Task details - Count every line below that contains "tokio", then state the total with no other output.

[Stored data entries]

//! Per-show reconciliation against the destination index
//!
//! - Present in the index: upload an image if the stored record has none,
//!   copy a changed title or summary, and write only when something changed.
//!   Genres are never compared on this path.
//! - Absent: upload the image (failure is tolerated) and always create.
//!
//! Uploads and writes run under the backoff policy. A write that still fails is
//! reported in the returned [`EntityReport`] and never stops the run.

use std::sync::Arc;

use tracing::{debug, info, warn};

use super::index_builder::DestinationIndex;
use crate::domain::{EntityReport, ImageOutcome, Show, SyncOutcome};
use crate::infrastructure::backoff::BackoffPolicy;
use crate::infrastructure::content_store::ContentStore;

pub struct Reconciler {
    store: Arc<dyn ContentStore>,
    index: Arc<DestinationIndex>,
    retry: BackoffPolicy,
    dry_run: bool,
}

impl Reconciler {
    pub fn new(
        store: Arc<dyn ContentStore>,
        index: Arc<DestinationIndex>,
        retry: BackoffPolicy,
        dry_run: bool,
    ) -> Self {
        Self {
            store,
            index,
            retry,
            dry_run,
        }
    }

    pub fn index(&self) -> &DestinationIndex {
        &self.index
    }

    pub async fn reconcile(&self, source: Show) -> EntityReport {
        match self.index.get(source.external_id) {
            Some(stored) => self.reconcile_existing(stored.clone(), &source).await,
            None => self.reconcile_missing(source).await,
        }
    }

    async fn reconcile_existing(&self, mut stored: Show, source: &Show) -> EntityReport {
        let external_id = source.external_id;
        let mut dirty = false;

        let image = if stored.needs_image() {
            let (key, outcome) = self.upload_image(source).await;
            if let Some(key) = key {
                stored.image_key = key;
                dirty = true;
            }
            outcome
        } else {
            ImageOutcome::NotNeeded
        };

        if stored.content_differs(source) {
            stored.title.clone_from(&source.title);
            stored.summary.clone_from(&source.summary);
            dirty = true;
        }

        if !dirty {
            debug!("Show {} unchanged", external_id);
            return EntityReport {
                external_id,
                outcome: SyncOutcome::Unchanged,
                image,
            };
        }

        let outcome = if self.dry_run {
            info!("[dry run] would update show {} ({})", external_id, stored.title);
            SyncOutcome::Updated
        } else {
            let operation = format!("update show {external_id}");
            let store = &self.store;
            let stored = &stored;
            match self
                .retry
                .execute(&operation, || store.update_show(stored))
                .await
            {
                Ok(()) => {
                    info!("✏️ Updated show {} ({})", external_id, stored.title);
                    SyncOutcome::Updated
                }
                Err(e) => {
                    warn!("❌ Failed to update show {}: {}", external_id, e);
                    SyncOutcome::Failed {
                        external_id,
                        reason: e.to_string(),
                    }
                }
            }
        };

        EntityReport {
            external_id,
            outcome,
            image,
        }
    }

    async fn reconcile_missing(&self, mut source: Show) -> EntityReport {
        let external_id = source.external_id;

        let (key, image) = self.upload_image(&source).await;
        if let Some(key) = key {
            source.image_key = key;
        }

        let outcome = if self.dry_run {
            info!("[dry run] would create show {} ({})", external_id, source.title);
            SyncOutcome::Created
        } else {
            let operation = format!("create show {external_id}");
            let store = &self.store;
            let source = &source;
            match self
                .retry
                .execute(&operation, || store.create_show(source))
                .await
            {
                Ok(()) => {
                    info!("➕ Created show {} ({})", external_id, source.title);
                    SyncOutcome::Created
                }
                Err(e) => {
                    warn!("❌ Failed to create show {}: {}", external_id, e);
                    SyncOutcome::Failed {
                        external_id,
                        reason: e.to_string(),
                    }
                }
            }
        };

        EntityReport {
            external_id,
            outcome,
            image,
        }
    }

    /// Upload `show`'s image under retry. Failure is reported, never propagated.
    async fn upload_image(&self, show: &Show) -> (Option<String>, ImageOutcome) {
        if self.dry_run {
            return (None, ImageOutcome::Skipped);
        }

        let operation = format!("upload image for show {}", show.external_id);
        let store = &self.store;
        let result = self
            .retry
            .execute(&operation, || {
                store.upload_image(&show.title, &show.image_source_url)
            })
            .await;

        match result {
            Ok(Some(key)) => (Some(key), ImageOutcome::Uploaded),
            Ok(None) => (None, ImageOutcome::Skipped),
            Err(e) => {
                warn!(
                    "🖼️ Image upload failed for show {}, continuing without it: {}",
                    show.external_id, e
                );
                (
                    None,
                    ImageOutcome::Failed {
                        reason: e.to_string(),
                    },
                )
            }
        }
    }
}
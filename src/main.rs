//! show-sync: one reconciliation pass from the show catalog into the content store

use anyhow::Context;
use tracing::{info, warn};

use show_sync_lib::infrastructure::{AppConfig, init_logging, log_system_info};
use show_sync_lib::SyncService;

#[tokio::main]
async fn main() -> anyhow::Result<()> {
    let config = AppConfig::load().context("Failed to load configuration")?;
    init_logging(&config.logging)?;
    log_system_info();

    info!(
        "🚀 Show sync starting (workers: {}, max page: {})",
        config.workers.count, config.source.max_page
    );

    let service = SyncService::from_config(config)
        .await
        .context("Failed to connect to the content store")?;
    let summary = service.run().await.context("Sync run aborted")?;

    info!(
        "📊 Pages: {} processed, {} failed, {} past end",
        summary.pages_processed, summary.pages_failed, summary.pages_past_end
    );
    info!(
        "📊 Shows: {} created, {} updated, {} unchanged, {} failed",
        summary.created, summary.updated, summary.unchanged, summary.failed
    );
    info!(
        "📊 Images: {} uploaded, {} skipped, {} failed",
        summary.images_uploaded, summary.images_skipped, summary.images_failed
    );
    for (external_id, reason) in &summary.failures {
        warn!("Show {} was not written: {}", external_id, reason);
    }
    for (page, reason) in &summary.failed_pages {
        warn!("Page {} was skipped: {}", page, reason);
    }
    info!("✅ Done in {:?}", summary.elapsed);

    Ok(())
}
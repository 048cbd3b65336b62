//! Scripted HTTP/1.1 server on a loopback port
//!
//! Answers one request per connection with the next queued response
//! (`500` once the queue is empty) and records every request it sees.

use std::collections::VecDeque;
use std::sync::{Arc, Mutex};

use serde_json::Value;
use tokio::io::{AsyncReadExt, AsyncWriteExt};
use tokio::net::{TcpListener, TcpStream};
use tokio::task::JoinHandle;

#[derive(Debug, Clone)]
pub struct RecordedRequest {
    pub method: String,
    /// Path and query, e.g. `/shows?page=3`
    pub path: String,
    /// Header names are lowercased
    pub headers: Vec<(String, String)>,
    pub body: Vec<u8>,
}

impl RecordedRequest {
    pub fn header(&self, name: &str) -> Option<&str> {
        self.headers
            .iter()
            .find(|(key, _)| key.eq_ignore_ascii_case(name))
            .map(|(_, value)| value.as_str())
    }

    pub fn body_text(&self) -> String {
        String::from_utf8_lossy(&self.body).into_owned()
    }

    pub fn body_json(&self) -> Value {
        serde_json::from_slice(&self.body).unwrap()
    }
}

#[derive(Debug, Clone)]
struct StubResponse {
    status: u16,
    body: Vec<u8>,
}

pub struct StubServer {
    pub base_url: String,
    responses: Arc<Mutex<VecDeque<StubResponse>>>,
    requests: Arc<Mutex<Vec<RecordedRequest>>>,
    task: JoinHandle<()>,
}

impl StubServer {
    pub async fn start() -> Self {
        let listener = TcpListener::bind("127.0.0.1:0").await.unwrap();
        let base_url = format!("http://{}", listener.local_addr().unwrap());
        let responses = Arc::new(Mutex::new(VecDeque::<StubResponse>::new()));
        let requests = Arc::new(Mutex::new(Vec::new()));

        let queue = Arc::clone(&responses);
        let recorded = Arc::clone(&requests);
        let task = tokio::spawn(async move {
            while let Ok((mut stream, _)) = listener.accept().await {
                let Some(request) = read_request(&mut stream).await else {
                    continue;
                };
                recorded.lock().unwrap().push(request);
                let response = queue.lock().unwrap().pop_front().unwrap_or(StubResponse {
                    status: 500,
                    body: b"no scripted response".to_vec(),
                });
                write_response(&mut stream, &response).await;
            }
        });

        Self {
            base_url,
            responses,
            requests,
            task,
        }
    }

    pub fn url(&self, path: &str) -> String {
        format!("{}/{}", self.base_url, path.trim_start_matches('/'))
    }

    pub fn respond(&self, status: u16, body: impl Into<Vec<u8>>) -> &Self {
        self.responses.lock().unwrap().push_back(StubResponse {
            status,
            body: body.into(),
        });
        self
    }

    pub fn respond_json(&self, status: u16, body: &Value) -> &Self {
        self.respond(status, body.to_string())
    }

    pub fn requests(&self) -> Vec<RecordedRequest> {
        self.requests.lock().unwrap().clone()
    }
}

impl Drop for StubServer {
    fn drop(&mut self) {
        self.task.abort();
    }
}

fn find(haystack: &[u8], needle: &[u8]) -> Option<usize> {
    haystack
        .windows(needle.len())
        .position(|window| window == needle)
}

async fn read_request(stream: &mut TcpStream) -> Option<RecordedRequest> {
    let mut buf = Vec::new();
    let mut chunk = [0_u8; 4096];
    let header_end = loop {
        if let Some(pos) = find(&buf, b"\r\n\r\n") {
            break pos + 4;
        }
        let n = stream.read(&mut chunk).await.ok()?;
        if n == 0 {
            return None;
        }
        buf.extend_from_slice(&chunk[..n]);
    };

    let head = String::from_utf8_lossy(&buf[..header_end]).into_owned();
    let mut lines = head.split("\r\n");
    let mut request_line = lines.next()?.split_whitespace();
    let method = request_line.next()?.to_string();
    let path = request_line.next()?.to_string();
    let headers: Vec<(String, String)> = lines
        .filter_map(|line| line.split_once(':'))
        .map(|(name, value)| (name.trim().to_ascii_lowercase(), value.trim().to_string()))
        .collect();

    let length = headers
        .iter()
        .find(|(name, _)| name == "content-length")
        .and_then(|(_, value)| value.parse::<usize>().ok())
        .unwrap_or(0);
    let mut body = buf[header_end..].to_vec();
    while body.len() < length {
        let n = stream.read(&mut chunk).await.ok()?;
        if n == 0 {
            break;
        }
        body.extend_from_slice(&chunk[..n]);
    }

    Some(RecordedRequest {
        method,
        path,
        headers,
        body,
    })
}

async fn write_response(stream: &mut TcpStream, response: &StubResponse) {
    let reason = match response.status {
        200 => "OK",
        201 => "Created",
        404 => "Not Found",
        500 => "Internal Server Error",
        _ => "Status",
    };
    let head = format!(
        "HTTP/1.1 {} {}\r\nContent-Type: application/json\r\n\
         Content-Length: {}\r\nConnection: close\r\n\r\n",
        response.status,
        reason,
        response.body.len()
    );
    let _ = stream.write_all(head.as_bytes()).await;
    let _ = stream.write_all(&response.body).await;
    let _ = stream.shutdown().await;
}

Exercise answer - 5